The Salman Corps of Sistan and Baluchistan Province operates as part of this headquarters, though it falls under a different command. This unit was formed under the leadership of Mohammad Ali Jafari in 2007, as part of the then-plan to create a provincial guard corps. It encompasses some Basij units including, since 1981, a “nomadic Basij” division.
This provincial corps, like other such local arms of the IRGC, is active in all areas of public life. Its activities have included arresting government officials on “corruption” charges, the location and confiscation of illegal gas canisters, crackdowns on social media activists, and the publication of the journal Muslim Baluch Child. It also carries out local construction projects, building houses, health centers and roads, to increase its social influence.

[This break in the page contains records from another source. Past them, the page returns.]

fn run_alt<R: Read, W: Write>(l: &Node, r: &Node, state: &mut State<R, W>, program: &Program) -> Result<bool, RuntimeError> {
    let peek = state.reader().peek();
    if should_attempt(&l.mark, peek, state) && run_guarded(l, state, program, l.mark.safe)? {
        return Ok(true);
    }
    let peek = state.reader().peek();
    if should_attempt(&r.mark, peek, state) {
        run_guarded(r, state, program, r.mark.safe)
    } else {
        Ok(false)
    }
}

fn run_do<R: Read, W: Write>(c: &Node, state: &mut State<R, W>, program: &Program) -> Result<bool, RuntimeError> {
    if c.mark.safe == marks::ALL {
        while run_cmd(c, state, program)? {}
        return Ok(true);
    }
    loop {
        state.save(c.mark.safe);
        if run_cmd(c, state, program)? {
            state.discard(c.mark.safe)?;
        } else {
            state.restore(c.mark.safe)?;
            return Ok(true);
        }
    }
}

fn run_til<R: Read, W: Write>(l: &Node, r: &Node, state: &mut State<R, W>, program: &Program) -> Result<bool, RuntimeError> {
    loop {
        let peek = state.reader().peek();
        if should_attempt(&l.mark, peek, state) && run_guarded(l, state, program, l.mark.safe)? {
            return Ok(true);
        }
        if !run_cmd(r, state, program)? {
            return Ok(false);
        }
    }
}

Most of the armed forces based in Sistan and Baluchestan are Shia Muslims. But in 2012 it was announced that the 300 members from the province’s Sunni population were to be officially hired as guards. Almost all the commanders of Salman Corps in Sistan and Baluchestan province were born in other provinces, such as Khorasan, Hormozgan, Kohgiluyeh and Boyer-Ahmad, and were later deployed to this important strategic location. Ahmad Shafaei, who was appointed as the new commander of the IRGC in Sistan and Baluchestan province on November 6, 2016, was previously the acting commander of the IRGC in Razavi Khorasan.

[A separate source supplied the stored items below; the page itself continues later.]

//! Fixed-point effect/safety/predictive-dispatch analysis (`spec.md` §4.G),
//! grounded on `parsetree.c`'s `markp()`/`markproc()`/`dorewrite()`. Fills in
//! every node's `Mark` (and `ProcDecl::mark`) in place.
//!
//! The outer loop is a textbook monotone fixed point over the call graph:
//! each round recomputes every procedure whose mark is not yet `stable`
//! from a snapshot of all procedures' marks taken at the start of the
//! round, freezing a procedure once its body comes out stable. A node's own
//! `stable` bit folds in the stability of every user-procedure call it
//! contains, so a procedure's mark is only frozen once every procedure it
//! (transitively) calls has also converged.

use crate::tree::{self, marks, Call, CallTarget, Mark, Node, NodeKind, Program, Signature, TopDecl};

pub fn mark_program(program: &mut Program, err_pure_on_input: bool) {
    let _span = tracing::debug_span!("mark_program").entered();
    let sigs: Vec<Signature> = program.procs.iter().map(|p| p.signature()).collect();

    let mut round = 0u32;
    loop {
        round += 1;
        let _round_span = tracing::trace_span!("fixed_point_round", round).entered();
        let snapshot: Vec<Mark> = program.procs.iter().map(|p| p.mark).collect();
        let mut changed = false;
        for i in 0..program.procs.len() {
            if program.procs[i].mark.stable {
                continue;
            }
            let new_mark = compute_mark(&mut program.procs[i].body, &snapshot, &sigs, err_pure_on_input);
            program.procs[i].mark = new_mark;
            if new_mark != snapshot[i] {
                changed = true;
            }
        }
        if !changed {
            tracing::debug!(rounds = round, "marker reached its fixed point");
            break;
        }
    }

    let final_marks: Vec<Mark> = program.procs.iter().map(|p| p.mark).collect();
    for decl in &mut program.decls {
        if let TopDecl::Var(vd) = decl {
            if let Some(init) = vd.init.as_mut() {
                compute_mark(init, &final_marks, &sigs, err_pure_on_input);
            }
        }
    }
}

/// `a` then `b`, sequentially: `SEQ`'s combination rule, reused verbatim by
/// `GUARD`, `BINOP`, `UNOP`-chained folds, `ASSIGN`'s rhs, and `VAR`'s
/// binding fold.
fn seq_combine(a: Mark, b: Mark) -> Mark {
    let mut inputmask = a.inputmask;
    if a.pure & marks::I != 0 {
        inputmask &= b.inputmask;
    }
    let mut inputvar = a.inputvar;
    if inputvar.is_none() && (a.pure & (marks::I | marks::L | marks::G)) == (marks::I | marks::L | marks::G) {
        inputvar = b.inputvar;
    }
    Mark {
        total: a.total & b.total,
        pure: a.pure & b.pure,
        safe: (a.safe & b.total) | (a.pure & b.safe),
        stable: a.stable && b.stable,
        inputvar,
        inputmask,
    }
}

/// `ALT`/`TIL`'s combination rule.
fn alt_combine(a: Mark, b: Mark) -> Mark {
    Mark {
        total: a.total | b.total,
        pure: a.pure & (a.total | b.pure),
        safe: a.total | b.safe,
        stable: a.stable && b.stable,
        inputvar: if a.inputvar == b.inputvar { a.inputvar } else { None },
        inputmask: a.inputmask | b.inputmask,
    }
}

fn total_pure_safe_stable() -> Mark {
    let mut m = marks::total_pure_safe();
    m.stable = true;
    m
}

fn leaf_mark() -> Mark {
    Mark {
        total: marks::ALL,
        pure: marks::ALL,
        safe: marks::ALL,
        stable: true,
        inputvar: None,
        inputmask: marks::IMASK_ALL,
    }
}

fn fail_mark() -> Mark {
    Mark {
        total: 0,
        pure: marks::ALL,
        safe: marks::ALL,
        stable: true,
        inputvar: None,
        inputmask: marks::IMASK_NONE,
    }
}

/// Recomputes `node`'s mark (and every descendant's) from scratch, applying
/// the `DO` dead-branch tail rewrite opportunistically along the way.
/// `proc_marks`/`proc_sigs` are indexed by `Program::procs` position.
fn compute_mark(node: &mut Node, proc_marks: &[Mark], proc_sigs: &[Signature], err_pure_on_input: bool) -> Mark {
    let m = match &mut node.kind {
        NodeKind::Skip | NodeKind::Abort | NodeKind::IntConst(_) | NodeKind::StrConst(_) => leaf_mark(),
        NodeKind::VarUse(_) => leaf_mark(),
        NodeKind::Fail => fail_mark(),
        NodeKind::Seq(l, r) => {
            let a = compute_mark(l, proc_marks, proc_sigs, err_pure_on_input);
            let b = compute_mark(r, proc_marks, proc_sigs, err_pure_on_input);
            seq_combine(a, b)
        }
        NodeKind::Guard(e, c) => {
            let a = compute_mark(e, proc_marks, proc_sigs, err_pure_on_input);
            let b = compute_mark(c, proc_marks, proc_sigs, err_pure_on_input);
            let mut m = seq_combine(a, b);
            m.total = 0;
            m.pure = a.pure & b.pure;
            m.safe = a.pure & b.safe;
            m
        }
        NodeKind::Alt(l, r) => {
            let a = compute_mark(l, proc_marks, proc_sigs, err_pure_on_input);
            let b = compute_mark(r, proc_marks, proc_sigs, err_pure_on_input);
            alt_combine(a, b)
        }
        NodeKind::Til(l, r) => {
            let a = compute_mark(l, proc_marks, proc_sigs, err_pure_on_input);
            let b = compute_mark(r, proc_marks, proc_sigs, err_pure_on_input);
            alt_combine(a, b)
        }
        NodeKind::Do(c) => {
            let cm = compute_mark(c, proc_marks, proc_sigs, err_pure_on_input);
            let cm = if cm.stable
                && cm.safe != marks::ALL
                && matches!(c.kind, NodeKind::Alt(_, _))
                && !node.do_rewritten
            {
                node.do_rewritten = true;
                append_fail_tail(c);
                compute_mark(c, proc_marks, proc_sigs, err_pure_on_input)
            } else {
                cm
            };
            Mark {
                total: marks::ALL,
                pure: cm.pure | cm.total,
                safe: marks::ALL,
                stable: cm.stable,
                inputvar: None,
                inputmask: marks::IMASK_ALL,
            }
        }
        NodeKind::Eval(e) => compute_mark(e, proc_marks, proc_sigs, err_pure_on_input),
        NodeKind::Var(bindings, body) => {
            let mut acc = total_pure_safe_stable();
            for b in bindings.iter_mut() {
                let rhs_mark = compute_mark(&mut b.rhs, proc_marks, proc_sigs, err_pure_on_input);
                let mut bind_mark = rhs_mark;
                bind_mark.pure &= !marks::L;
                acc = seq_combine(acc, bind_mark);
            }
            let body_mark = compute_mark(body, proc_marks, proc_sigs, err_pure_on_input);
            seq_combine(acc, body_mark)
        }
        NodeKind::Assign(lhs, rhs) => {
            let rhs_mark = compute_mark(rhs, proc_marks, proc_sigs, err_pure_on_input);
            let mut pure = rhs_mark.pure;
            if lhs.is_global {
                pure &= !marks::G;
            } else {
                pure &= !marks::L;
            }
            Mark {
                total: rhs_mark.total,
                pure,
                safe: rhs_mark.safe,
                stable: rhs_mark.stable,
                inputvar: rhs_mark.inputvar,
                inputmask: rhs_mark.inputmask,
            }
        }
        NodeKind::Binop(op, l, r) => {
            let a = compute_mark(l, proc_marks, proc_sigs, err_pure_on_input);
            let b = compute_mark(r, proc_marks, proc_sigs, err_pure_on_input);
            let _ = op; // every binop (logical short-circuit or arithmetic) uses SEQ's rule
            seq_combine(a, b)
        }
        NodeKind::Unop(_, e) => compute_mark(e, proc_marks, proc_sigs, err_pure_on_input),
        NodeKind::Call(call) => mark_call(call, proc_marks, proc_sigs, err_pure_on_input),
    };
    node.mark = m;
    m
}

fn mark_call(call: &mut Call, proc_marks: &[Mark], proc_sigs: &[Signature], err_pure_on_input: bool) -> Mark {
    let mut acc = total_pure_safe_stable();
    for e in call.ins.iter_mut() {
        let m = compute_mark(e, proc_marks, proc_sigs, err_pure_on_input);
        acc = seq_combine(acc, m);
    }

    let (callee_sig, mut callee_mark) = match &call.target {
        CallTarget::Builtin(b) => (tree::builtin_signature(*b), tree::builtin_mark(*b, err_pure_on_input)),
        CallTarget::User(idx) => {
            let mut m = proc_marks[*idx];
            m.safe |= marks::L;
            m.pure |= marks::L;
            (proc_sigs[*idx], m)
        }
        CallTarget::Unresolved => (Signature { outs: 0, inouts: 0, ins: 0 }, Mark::bottom()),
    };
    let callee_stable = match &call.target {
        CallTarget::User(idx) => proc_marks[*idx].stable,
        CallTarget::Builtin(_) => true,
        CallTarget::Unresolved => false,
    };
    callee_mark.stable = callee_stable;

    let mut combined = seq_combine(acc, callee_mark);

    for v in call.outs.iter().chain(call.inouts.iter()) {
        if v.is_global {
            combined.pure &= !marks::G;
        } else {
            combined.pure &= !marks::L;
        }
    }

    // The callee's inputvar/inputmask, once translated into the caller's
    // frame of reference, is combined with the already-evaluated in-args
    // (`acc`) by the same SEQ rule every other two-part construct uses
    // (`seq_combine`) -- it must not unconditionally overwrite `acc`'s
    // own prediction, or a call whose earlier in-argument already reads
    // input (so `acc` is no longer I-pure, or already commits to its own
    // `inputvar`) would have that prediction silently discarded in favor
    // of a later parameter's narrower one (`parsetree.c`'s `markp()` CALL
    // case gates this on `acc.inputvar == NONE && PURE(acc, I|L|G)`).
    let (callee_inputvar, callee_inputmask) = translate_call_inputvar(callee_sig, callee_mark, call);
    let mut inputmask = acc.inputmask;
    if acc.pure & marks::I != 0 {
        inputmask &= callee_inputmask;
    }
    let mut inputvar = acc.inputvar;
    if inputvar.is_none() && (acc.pure & (marks::I | marks::L | marks::G)) == (marks::I | marks::L | marks::G) {
        inputvar = callee_inputvar;
    }
    combined.inputvar = inputvar;
    combined.inputmask = inputmask;
    combined
}

/// Translates the callee's `inputvar` (a formal-parameter index, 0-based
/// across out, then inout, then in formals) into the caller's frame of
/// reference, per `spec.md` §4.G's `CALL` row.
fn translate_call_inputvar(sig: Signature, callee_mark: Mark, call: &Call) -> (Option<i32>, u32) {
    let k = match callee_mark.inputvar {
        None => return (None, callee_mark.inputmask),
        Some(k) => k as usize,
    };
    if k < sig.outs {
        return (None, marks::IMASK_ALL);
    }
    if k < sig.outs + sig.inouts {
        let idx = k - sig.outs;
        return (Some(call.inouts[idx].index), callee_mark.inputmask);
    }
    let idx = k - sig.outs - sig.inouts;
    match &call.ins[idx].kind {
        NodeKind::VarUse(v) => (Some(v.index), callee_mark.inputmask),
        NodeKind::IntConst(n) => (None, marks::add(marks::IMASK_NONE, *n)),
        NodeKind::StrConst(bytes) if !bytes.is_empty() => (None, marks::add(marks::IMASK_NONE, bytes[0] as i32)),
        _ => (None, marks::IMASK_ALL),
    }
}

/// Descends the `ALT` right spine to its final (non-`ALT`) tail and wraps it
/// as `ALT(tail, FAIL)`, in place.
fn append_fail_tail(node: &mut Node) {
    if let NodeKind::Alt(_, r) = &mut node.kind {
        append_fail_tail(r);
        return;
    }
    let line = node.line;
    let placeholder = Node::new(NodeKind::Skip, line);
    let old = std::mem::replace(node, placeholder);
    *node = Node::new(NodeKind::Alt(Box::new(old), Box::new(Node::new(NodeKind::Fail, line))), line);
}

#[cfg(test)]
mod tests {
    use super::*;
    use crate::annotator::annotate;
    use crate::atom::AtomTable;
    use crate::parser::parse_program;

    fn mark_src(src: &str) -> Program {
        let mut atoms = AtomTable::new();
        let mut prog = parse_program(src, &mut atoms).expect("parse");
        annotate(&mut prog, &mut atoms, false).expect("annotate");
        mark_program(&mut prog, false);
        prog
    }

    #[test]
    fn skip_is_total_pure_safe() {
        let prog = mark_src("proc Main() skip");
        let m = prog.main().body.mark;
        assert_eq!(m.total, marks::ALL);
        assert_eq!(m.pure, marks::ALL);
        assert_eq!(m.safe, marks::ALL);
        assert!(m.stable);
    }

    #[test]
    fn fail_is_never_total() {
        let prog = mark_src("proc Main() fail");
        assert_eq!(prog.main().body.mark.total, 0);
    }

    #[test]
    fn alt_of_two_totals_is_total() {
        let prog = mark_src("proc Main() skip | fail");
        assert_eq!(prog.main().body.mark.total, marks::ALL);
    }

    #[test]
    fn do_of_safe_body_converges_stable() {
        let prog = mark_src("proc Main() do skip | fail od");
        let do_mark = prog.main().body.mark;
        assert!(do_mark.stable);
        assert_eq!(do_mark.safe, marks::ALL);
    }

    #[test]
    fn calling_a_converged_procedure_stabilizes() {
        let prog = mark_src("proc Helper() skip\nproc Main() Helper()");
        assert!(prog.procs.iter().all(|p| p.mark.stable));
    }

    /// An unconditionally self-recursive procedure never gets proven total
    /// by pure syntactic induction -- the fixed point correctly settles at
    /// `stable == false` forever rather than looping. This asserts the
    /// *outer loop terminates*, not that the analysis is complete.
    #[test]
    fn unconditional_self_recursion_reaches_a_non_stable_fixed_point() {
        let prog = mark_src("proc Loop() skip ; Loop()\nproc Main() skip");
        assert!(!prog.procs[0].mark.stable);
        assert!(prog.procs[1].mark.stable);
    }

    /// `P` predicts on its second in-parameter (it checks out that parameter
    /// with the builtin `Rd`), so a call site binding that parameter to a
    /// string constant would, read in isolation, narrow the call's
    /// `inputmask` to that constant's first byte. But the call's first
    /// argument is `Rd()`, which already consumes a byte of unpredictable
    /// input and so is not I-pure: the call's folded in-argument mark must
    /// win, leaving the whole call's `inputmask` unnarrowed.
    #[test]
    fn an_earlier_impure_in_argument_suppresses_a_later_arguments_prediction() {
        let prog = mark_src("proc P(in a, in b) Rd(b)\nproc Main() P(Rd(), \"x\")");
        assert_eq!(prog.procs[0].mark.inputvar, Some(1));
        let call_mark = prog.main().body.mark;
        assert_eq!(call_mark.inputmask, marks::IMASK_ALL);
        assert_eq!(call_mark.inputvar, None);
    }
}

The importance of the Quds Base in the southeast was such the then-acting commander of the IRGC Ground Force, Nour Ali Shoushtari, was appointed as its head for a time. In 2009, he and Rajab Ali Mohammadzadeh, then-commander of Salman Corps of Sistan and Baluchistan, were both killed in an explosion enacted by Jaish al-Adl while attending a meeting of tribal leaders and elders in the province’s Pishin District.
In addition to the Salman Corps, the Quds Base has established a number of other combatant units in cities around Sistan and Baluchistan. All in all there are 20 main bases and dozens of other smaller ones. Among them is the Shahid Mir Hosseini base, which operates in the Tripartite area: the point where the borders of Iran, Pakistan and Afghanistan intersect, and where some of the most notable acts of armed opposition groups in Sistan and Baluchistan have been carried out in the past.
The commander of the Shahid Mir Hosseini base is also the commander of the IRGC Ground Force’s 110 Ranger and 110 Salman Farsi brigades. Among the base’s key activities are oversight of 150km of the border, and the construction of 100km of local canals and embankments.
Despite the IRGC’s bristling and multi-faceted presence in the area, Sistan and Baluchistan still faces a welter of security issues. Apart from the fragile state of neighboring countries’ borders, discrimination against Sunnis and widespread poverty have been cited as the root causes: key factors that the IRGC has so far been unable, or perhaps unwilling, to tackle head-on.